- WHAT THE TASK ASKS -
When you come to the line with "#[derive(Args, Debug)]", begin repeating; continue exactly through the final line of the records and include nothing from before.

Stored data
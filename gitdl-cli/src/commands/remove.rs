//! `git-download remove --name <name> [--delete-local]`

use anyhow::{Context, Result};
use clap::Args;
use colored::Colorize;

use gitdl_core::registry;
use gitdl_sync::SyncConfig;

/// Stop tracking a repository.
#[derive(Args, Debug)]
pub struct RemoveArgs {
    /// Name of the repository to remove.
    #[arg(long, short = 'n')]
    pub name: String,

    /// Also delete the repository's destination directory.
    #[arg(long)]
    pub delete_local: bool,
}

impl RemoveArgs {
    pub fn run(self, config: &SyncConfig) -> Result<()> {
        let removal = registry::remove_at(config.registry_path(), &self.name, self.delete_local)
            .with_context(|| format!("failed to remove '{}'", self.name))?;

        if let Some(err) = &removal.local_delete_error {
            eprintln!(
                "{} failed to delete local files: {err}",
                "warning:".yellow().bold()
            );
        } else if removal.deleted_local {
            println!("  Deleted {}", removal.entry.destination.display());
        }
        println!("✓ Repository '{}' removed successfully", removal.entry.name);
        Ok(())
    }
}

- RESPONSE FOR THIS EXERCISE -
#[derive(Args, Debug)]
pub struct RemoveArgs {
    /// Name of the repository to remove.
    #[arg(long, short = 'n')]
    pub name: String,

    /// Also delete the repository's destination directory.
    #[arg(long)]
    pub delete_local: bool,
}

impl RemoveArgs {
    pub fn run(self, config: &SyncConfig) -> Result<()> {
        let removal = registry::remove_at(config.registry_path(), &self.name, self.delete_local)
            .with_context(|| format!("failed to remove '{}'", self.name))?;

        if let Some(err) = &removal.local_delete_error {
            eprintln!(
                "{} failed to delete local files: {err}",
                "warning:".yellow().bold()
            );
        } else if removal.deleted_local {
            println!("  Deleted {}", removal.entry.destination.display());
        }
        println!("✓ Repository '{}' removed successfully", removal.entry.name);
        Ok(())
    }
}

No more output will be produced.